But even as Myanmar’s government allowed some aid to trickle in, it continues to limit access to foreign relief workers. News reports suggest the military regime has been insisting on distributing (WSJ) the aid itself, in some cases even sticking army labels on supplies to suggest the goods are from Myanmar’s government.
CFR’s Laurie Garrett says if the regime continues to insist on receiving supplies without the expertise to distribute them, “the death toll is going to exceed anything that we have ever seen in an Asian nation in the last thirty, forty years.”
Infrastructure problems such as a decrepit airport, poorly equipped ports, and blocked roads compound the challenges. The United States, which set up a task force to coordinate aid efforts soon after the cyclone hit, has military assets on standby, ready to respond if Myanmar’s junta allows them in.
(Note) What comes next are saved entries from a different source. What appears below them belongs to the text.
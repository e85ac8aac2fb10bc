//! Criterion benchmarks for haikuify.
//!
//! Covers the pieces whose cost grows combinatorially:
//! - Counter enumeration
//! - Segment search over synonym-rich spans
//! - Full assembly, sequential and parallel
//! - Text analysis

use std::hint::black_box;

use criterion::{Criterion, Throughput, criterion_group, criterion_main};
use haikuify::analysis::analyzer::sentence::SentenceAnalyzer;
use haikuify::prelude::*;

/// Words of the benchmark sentence, each with a syllable count.
const WORDS: &[(&str, usize)] = &[
    ("the", 1),
    ("old", 1),
    ("quiet", 2),
    ("pond", 1),
    ("waits", 1),
    ("while", 1),
    ("a", 1),
    ("small", 1),
    ("green", 1),
    ("frog", 1),
    ("jumps", 1),
    ("into", 2),
    ("cold", 1),
    ("water", 2),
    ("and", 1),
    ("silence", 2),
    ("returns", 2),
    ("again", 2),
];

/// Build a lexicon where every word has four synonyms of 1 to 4 syllables.
fn generate_lexicon() -> Lexicon {
    let mut syllables = SyllableDictionary::new();
    let mut groups = Vec::new();

    for &(word, count) in WORDS {
        syllables.add_count(word, count);
        let synonyms: Vec<String> = (1..=4).map(|n| format!("{word}{n}")).collect();
        for (n, synonym) in synonyms.iter().enumerate() {
            syllables.add_count(synonym, n + 1);
        }
        groups.push((word.to_string(), synonyms));
    }

    Lexicon::new(
        Thesaurus::from_groups(groups),
        syllables,
        StopWords::from_words(vec!["the", "a", "and", "into"]),
    )
}

fn sentence() -> Vec<String> {
    WORDS.iter().map(|(word, _)| word.to_string()).collect()
}

fn bench_counter(c: &mut Criterion) {
    let mut group = c.benchmark_group("counter");

    let limits = vec![5, 5, 5, 5, 5, 5];
    group.throughput(Throughput::Elements(15_625));
    group.bench_function("advance_5x6", |b| {
        b.iter(|| {
            let mut counter = CombinationCounter::new(black_box(limits.clone())).unwrap();
            let mut visited = 0usize;
            while let Some(digits) = counter.advance() {
                visited += digits[0];
            }
            black_box(visited)
        })
    });

    group.bench_function("iterator_5x6", |b| {
        b.iter(|| {
            let counter = CombinationCounter::new(black_box(limits.clone())).unwrap();
            black_box(counter.count())
        })
    });

    group.finish();
}

fn bench_segment_search(c: &mut Criterion) {
    let mut group = c.benchmark_group("segment_search");
    let search = SegmentSearch::new(SynonymResolver::new(generate_lexicon()));
    let tokens = sentence();

    for span in [3, 5, 7] {
        group.bench_function(format!("span_{span}_target_7"), |b| {
            b.iter(|| black_box(search.search(&tokens, 1, 1 + span, black_box(7)).unwrap()))
        });
    }

    group.finish();
}

fn bench_assembly(c: &mut Criterion) {
    let mut group = c.benchmark_group("assembly");
    group.sample_size(10);
    let lexicon = generate_lexicon();
    let tokens = sentence();

    for parallel in [false, true] {
        let config = SearchConfig {
            parallel,
            max_span_length: 6,
            ..SearchConfig::default()
        };
        let assembler = HaikuAssembler::new(lexicon.clone(), config).unwrap();
        let name = if parallel { "parallel" } else { "sequential" };

        group.bench_function(name, |b| {
            b.iter(|| black_box(assembler.assemble(&tokens).unwrap()))
        });
    }

    group.finish();
}

fn bench_text_analysis(c: &mut Criterion) {
    let mut group = c.benchmark_group("text_analysis");
    let analyzer = SentenceAnalyzer::new().unwrap();
    let text = "Don't you think the old pond's quiet? Let's wait; the frog can't stay still.";

    group.bench_function("sentence_words", |b| {
        b.iter(|| black_box(analyzer.words(black_box(text)).unwrap()))
    });

    group.finish();
}

criterion_group!(
    benches,
    bench_counter,
    bench_segment_search,
    bench_assembly,
    bench_text_analysis
);
criterion_main!(benches);
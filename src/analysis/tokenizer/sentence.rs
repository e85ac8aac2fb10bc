//! Sentence tokenizer.
//!
//! Splits running text at words ending in `.`, `?` or `!`. Common honorifics
//! such as `Mr.` and `Dr.` do not end a sentence. Text after the last
//! terminator forms a final sentence of its own.

use std::sync::Arc;

use regex::Regex;

use super::Tokenizer;
use crate::analysis::token::{Token, TokenStream};
use crate::error::{HaikuError, Result};

const TERMINATORS: &[char] = &['.', '?', '!'];

const HONORIFICS: &[&str] = &["mr.", "dr.", "ms.", "mrs.", "sr."];

/// Emits one token per sentence, with byte offsets into the input.
#[derive(Clone, Debug)]
pub struct SentenceTokenizer {
    words: Arc<Regex>,
}

impl SentenceTokenizer {
    pub fn new() -> Result<Self> {
        let words = Regex::new(r"\S+")
            .map_err(|e| HaikuError::analysis(format!("Invalid regex pattern: {e}")))?;
        Ok(SentenceTokenizer {
            words: Arc::new(words),
        })
    }

    fn ends_sentence(word: &str) -> bool {
        word.ends_with(TERMINATORS) && !HONORIFICS.contains(&word.to_lowercase().as_str())
    }
}

impl Tokenizer for SentenceTokenizer {
    fn tokenize(&self, text: &str) -> Result<TokenStream> {
        let mut sentences = Vec::new();
        let mut start: Option<usize> = None;
        let mut end = 0;

        for word in self.words.find_iter(text) {
            start.get_or_insert(word.start());
            end = word.end();

            if Self::ends_sentence(word.as_str())
                && let Some(begin) = start.take()
            {
                sentences.push(Token::with_offsets(
                    &text[begin..end],
                    sentences.len(),
                    begin,
                    end,
                ));
            }
        }

        if let Some(begin) = start {
            sentences.push(Token::with_offsets(
                &text[begin..end],
                sentences.len(),
                begin,
                end,
            ));
        }

        Ok(Box::new(sentences.into_iter()))
    }

    fn name(&self) -> &'static str {
        "sentence"
    }
}
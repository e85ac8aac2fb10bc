//! Command line argument parsing for the haikuify CLI using clap.

use std::path::PathBuf;

use clap::{Parser, Subcommand, ValueEnum};
use serde::{Deserialize, Serialize};

use crate::config::Config;
use crate::error::Result;

/// Haikuify - find the haiku hiding in a sentence
#[derive(Parser, Debug, Clone)]
#[command(name = "haikuify")]
#[command(about = "Turn sentences into haiku by swapping in synonyms")]
#[command(version = env!("CARGO_PKG_VERSION"))]
#[command(long_about = None)]
pub struct HaikuifyArgs {
    /// Verbosity level (0=quiet, 1=normal, 2=verbose, 3=debug)
    #[arg(short, long, action = clap::ArgAction::Count, global = true)]
    pub verbose: u8,

    /// Quiet mode (overrides verbose)
    #[arg(short, long, global = true)]
    pub quiet: bool,

    /// Output format
    #[arg(short = 'f', long = "format", default_value = "human", global = true)]
    pub output_format: OutputFormat,

    /// Pretty-print JSON output
    #[arg(long, global = true)]
    pub pretty: bool,

    /// JSON configuration file
    #[arg(short, long, value_name = "CONFIG_FILE", env = "HAIKUIFY_CONFIG", global = true)]
    pub config: Option<PathBuf>,

    /// Pipe-delimited thesaurus (overrides the configuration)
    #[arg(long, value_name = "FILE", env = "HAIKUIFY_THESAURUS", global = true)]
    pub thesaurus: Option<PathBuf>,

    /// CMU-style pronunciation dictionary (overrides the configuration)
    #[arg(long, value_name = "FILE", env = "HAIKUIFY_PRONUNCIATIONS", global = true)]
    pub pronunciations: Option<PathBuf>,

    /// Stop word list, one word per line (overrides the configuration)
    #[arg(long, value_name = "FILE", global = true)]
    pub stop_words: Option<PathBuf>,

    /// Subcommand to execute
    #[command(subcommand)]
    pub command: Command,
}

impl HaikuifyArgs {
    /// Get the effective verbosity level
    pub fn verbosity(&self) -> u8 {
        if self.quiet {
            0
        } else {
            match self.verbose {
                0 => 1, // Default to normal
                n => n,
            }
        }
    }

    /// The configuration file, if any, with resource overrides applied.
    pub fn load_config(&self) -> Result<Config> {
        let mut config = match &self.config {
            Some(path) => Config::from_file(path)?,
            None => Config::default(),
        };

        if let Some(path) = &self.thesaurus {
            config.lexicon.thesaurus_path = path.clone();
        }
        if let Some(path) = &self.pronunciations {
            config.lexicon.pronunciation_path = path.clone();
        }
        if let Some(path) = &self.stop_words {
            config.lexicon.stop_words_path = Some(path.clone());
        }

        Ok(config)
    }
}

/// Available CLI commands
#[derive(Subcommand, Debug, Clone)]
pub enum Command {
    /// Find haikus in each sentence of a text
    Compose(ComposeArgs),

    /// Show the normalized words of a text
    Tokenize(TokenizeArgs),

    /// Show the substitution candidates for a word
    Synonyms(WordArgs),

    /// Show the syllable counts recorded for a word
    Syllables(WordArgs),
}

/// Arguments for composing haikus
#[derive(Parser, Debug, Clone)]
pub struct ComposeArgs {
    /// Text to turn into haiku
    #[arg(value_name = "TEXT", required_unless_present = "file")]
    pub text: Option<String>,

    /// Read the text from a file instead
    #[arg(long, value_name = "FILE", conflicts_with = "text")]
    pub file: Option<PathBuf>,

    /// Syllable targets, one per line (comma-separated)
    #[arg(short, long, value_delimiter = ',')]
    pub targets: Option<Vec<usize>>,

    /// Longest word span tried for one line
    #[arg(long)]
    pub max_span: Option<usize>,

    /// Wall-clock budget per sentence, in milliseconds
    #[arg(long)]
    pub time_budget_ms: Option<u64>,

    /// Search segments in parallel
    #[arg(long)]
    pub parallel: bool,

    /// Only keep haikus that use the whole sentence
    #[arg(long)]
    pub full_sentence: bool,
}

/// Arguments for tokenizing
#[derive(Parser, Debug, Clone)]
pub struct TokenizeArgs {
    /// Text to analyze
    #[arg(value_name = "TEXT")]
    pub text: String,
}

/// Arguments naming one word
#[derive(Parser, Debug, Clone)]
pub struct WordArgs {
    /// The word to look up
    #[arg(value_name = "WORD")]
    pub word: String,
}

/// Output formats for CLI
#[derive(ValueEnum, Debug, Clone, Serialize, Deserialize)]
#[serde(rename_all = "lowercase")]
pub enum OutputFormat {
    /// Human-readable output
    Human,
    /// JSON output
    Json,
}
A U.S. naval strike group including four navy ships, twenty-three helicopters, and 1,800 marines, also waits in international waters off Myanmar’s coast. Aboard one of these ships, U.S. Marine Col. John Mayer, commanding officer of the thirty-first marine expeditionary unit, told NPR that U.S. forces are equipped to provide medical support, get into remote areas to deliver aid, and turn saltwater to freshwater. Adm. Timothy J. Keating, commander of U.S. forces in the Pacific, met with the commander in chief of Myanmar’s navy on May 12 in the highest-level bilateral talks (LAT) in years. Keating pressed for greater access, but the junta has yet to relent.
Myanmar’s junta is wary of Western governments, which have called for democratic reform in the past, and some experts say recent U.S. statements have heightened this suspicion. Even as U.S. President George W. Bush offered aid to Myanmar, he called for a free society in the cyclone-ravaged country.